08-04-2014 09:30 AMKeepItMobile
Based on what I have learned over the last few years regarding mobility and security, I propose some foundational guidelines for protecting any enterprise mobility environment.
In an age where a hidden SSID can be easily discovered, this is step is merely meant to limit visibility and deter the accidental threat. The accidental threat is someone who never intended to connect to a wireless network. However, when this person sees the revealed SSID, he attempts to access the network multiple times with various passphrases. Based on alerting settings, this harmless user will send false alarms.
Once again we are in an age where there is a counter measure to this level of protection. Similar to the hidden SSID, MAC authentication deters the accidental and harmless threat. This person will connect to the network, realize that there is essentially no access to the network and disconnect.
As of March of 2014 it has been documented that this method of security also has vulnerabilities. With those vulnerabilities, WPA/PSK becomes another deterrent for an accidental and rather pedestrian threat.
Now that pedestrian intruders have been weeded out, you as an administrator know that any unknown device that is connected to a hidden SSID, bypassed MAC authentication, and decrypted WPA2/PSK has access to the network and is a legitimate threat. For intruders like the one just mentioned, at minimum, this next level of protection is required.
Wireless Intrusion Detection
With WIDS enabled the network will detect any oddities within the network. That includes any rogue access points, unauthorized devices, MAC spoofing, and various attacks at the disposal of a malicious intruder. In the event that the deployed network is the only wireless network within the area, an administrator could configure the system to automatically take action (WIPS) without human intervention.
Access Point Power Settings
Keeping the signal within the coverage area [as best as possible] reduces coverage bleed and can help keep unwanted users off the network. This requires network intruders to come into the coverage area attempt to threaten the network. With security cameras properly deployed the area and/or an observant store manager, an administrator may be able to physically identify the network intruder and possibly put a device to a person.
Probe Response Threshold
Setting the probe response threshold provides a minimum signal strength for network connectivity and its purpose is similar to adjusting the power settings. Although this functionality does not reduce coverage bleed, it require network intruders to come preferably within the coverage area. When coupled with some additional vigilance, an administrator can put a face to a device.

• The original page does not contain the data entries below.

pub mod book;
pub mod shell;

pub(crate) fn added_message(title: &str) -> String {
    format!("Book \"{}\" added to the collection.", title)
}

pub(crate) fn removed_message(title: &str) -> String {
    format!("Book \"{}\" removed from the collection.", title)
}

pub(crate) fn not_in_collection_message(title: &str) -> String {
    format!("Book \"{}\" not found in the collection.", title)
}
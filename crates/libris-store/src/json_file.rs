//! JSON flat-file repository
//!
//! The file holds a single JSON array of book objects in collection order,
//! indented with four spaces. Saving is a straight overwrite of the whole
//! file; there is no temp file and no rename.

use std::fs;
use std::path::{Path, PathBuf};

use libris_core::errors::Result;
use libris_core::{Book, Repository};
use serde::Serialize;
use serde_json::ser::{PrettyFormatter, Serializer};

use crate::errors::{io_error, malformed, read_error, serialization};

/// File name used when no path is configured
pub const DEFAULT_STORE_FILE: &str = "books_data.json";

const INDENT: &[u8] = b"    ";

/// Repository backed by one JSON file
#[derive(Debug, Clone)]
pub struct JsonFileRepository {
    path: PathBuf,
}

impl JsonFileRepository {
    pub fn new(path: impl Into<PathBuf>) -> Self {
        Self { path: path.into() }
    }

    pub fn path(&self) -> &Path {
        &self.path
    }

    /// Encode `books` exactly as they are written to disk
    ///
    /// # Errors
    ///
    /// Returns `Serialization` if encoding fails.
    pub fn encode(books: &[Book]) -> Result<Vec<u8>> {
        let mut buf = Vec::new();
        let mut ser = Serializer::with_formatter(&mut buf, PrettyFormatter::with_indent(INDENT));
        books.serialize(&mut ser).map_err(serialization)?;
        Ok(buf)
    }
}

impl Default for JsonFileRepository {
    fn default() -> Self {
        Self::new(DEFAULT_STORE_FILE)
    }
}

impl Repository for JsonFileRepository {
    fn load(&self) -> Result<Vec<Book>> {
        let bytes = fs::read(&self.path).map_err(|e| read_error(&self.path, e))?;
        let books: Vec<Book> =
            serde_json::from_slice(&bytes).map_err(|e| malformed(&self.path, e))?;

        tracing::debug!(
            store = %self.path.display(),
            count = books.len() as u64,
            "loaded backing store"
        );
        Ok(books)
    }

    fn save(&self, books: &[Book]) -> Result<()> {
        let content = Self::encode(books)?;

        if let Some(parent) = self.path.parent().filter(|p| !p.as_os_str().is_empty()) {
            fs::create_dir_all(parent).map_err(|e| io_error("create_store_dir", parent, e))?;
        }
        fs::write(&self.path, &content).map_err(|e| io_error("write_store", &self.path, e))?;

        tracing::debug!(
            store = %self.path.display(),
            count = books.len() as u64,
            bytes = content.len() as u64,
            "wrote backing store"
        );
        Ok(())
    }

    fn describe(&self) -> String {
        self.path.display().to_string()
    }
}
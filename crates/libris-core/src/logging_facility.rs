//! Structured logging facility for Libris
//!
//! - Single initialization point via `init(profile)`
//! - Structured logging macros (`log_op_start!`, `log_op_end!`, `log_op_error!`)
//! - Test capture mode for deterministic assertions
//!
//! # Usage
//!
//! ```rust
//! use libris_core::logging_facility::{init, Profile};
//!
//! // Initialize once at application startup
//! init(Profile::Development);
//! ```

pub mod init;
pub mod macros;
pub mod test_capture;

pub use init::{init, Profile};
pub use test_capture::{init_test_capture, CapturedEvent, TestCapture};
//! Logging initialization module

use std::sync::Once;
use tracing_subscriber::{util::SubscriberInitExt, EnvFilter};

/// Logging profile configuration
#[derive(Debug, Clone, Copy, PartialEq, Eq)]
pub enum Profile {
    /// Human-readable output, warnings and above
    Development,
    /// JSON structured output, info and above
    Production,
    /// Bare registry; tests install their own capture layer
    Test,
}

impl Profile {
    /// Filter used when `RUST_LOG` is not set
    pub fn default_filter(&self) -> &'static str {
        match self {
            Profile::Development => "libris=warn",
            Profile::Production => "libris=info",
            Profile::Test => "off",
        }
    }
}

static INIT_ONCE: Once = Once::new();

/// Initialize the logging facility
///
/// Call once at startup. Later calls are ignored. Output goes to stderr so
/// it never interleaves with the menu and listings on stdout.
///
/// # Profiles
///
/// - **Development**: Human-readable logs at warn level
/// - **Production**: JSON structured logs at info level
/// - **Test**: No output
pub fn init(profile: Profile) {
    INIT_ONCE.call_once(|| {
        let filter = EnvFilter::try_from_default_env()
            .unwrap_or_else(|_| EnvFilter::new(profile.default_filter()));

        match profile {
            Profile::Development => {
                tracing_subscriber::fmt()
                    .with_writer(std::io::stderr)
                    .with_env_filter(filter)
                    .init();
            }
            Profile::Production => {
                tracing_subscriber::fmt()
                    .json()
                    .with_writer(std::io::stderr)
                    .with_env_filter(filter)
                    .init();
            }
            Profile::Test => {
                tracing_subscriber::registry().init();
            }
        }
    });
}

#[cfg(test)]
mod tests {
    use super::*;

    #[test]
    fn test_profile_filters() {
        assert_eq!(Profile::Development.default_filter(), "libris=warn");
        assert_eq!(Profile::Production.default_filter(), "libris=info");
        assert_ne!(Profile::Development, Profile::Production);
    }
}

Time-Based Access Restrictions
Without the proper access restrictions the previous two protection methods may not provide the desired results. A network intruder could wait until closing hours or the weekend to attempt malicious attacks. In the event that some minimum coverage bleed exists, closing hours gives him all the time in the world to find the coverage leak, gain access to the network and wreak havoc.
Temporary "Self-Destruct" Accounts
In many mobility deployments of enterprise networks, installers that are not employees install and configure the network. Using various automation tools administrators can push parameters to all network equipment and protect access credentials. When network verification is required, this becomes a challenge. Many environments have employees that are not qualified to properly verify mobility services within the environment. When coupled with installers that are not employees, proper verification is a challenge. This can be resolved with temporary accounts that provide installers with just enough access and time to verify that the network has been properly configured and performs according to specifications.
Now that the wireless portion of the network has been protected, turn your attention to the wired portion of the network. Although this may be a small percentage of the network, it is just as important. I recommend employing as many of the same security measures on the wired network that have been employed on the wireless network. This protects
For some this may appear to be over the top. But when protecting a wireless network from unwanted users, think of this network as a home in a tough part of town. What tools would a resident use to protect his family and/or himself from unwanted intruders?
Shut and Close all Windows and Curtains (Hidden SSID)
Keys for Residents Only (MAC Authentication)
Locked Doors (WPA2/PSK Encryption)
Few Items of Interest (Access Point Power Settings/Probe Response Threshold)
Minimal Visitors (Time-Based Access Restrictions)
Security Cameras/Alarm System (WIDS)
Contact Authorities/Take Immediate Action (WIPS)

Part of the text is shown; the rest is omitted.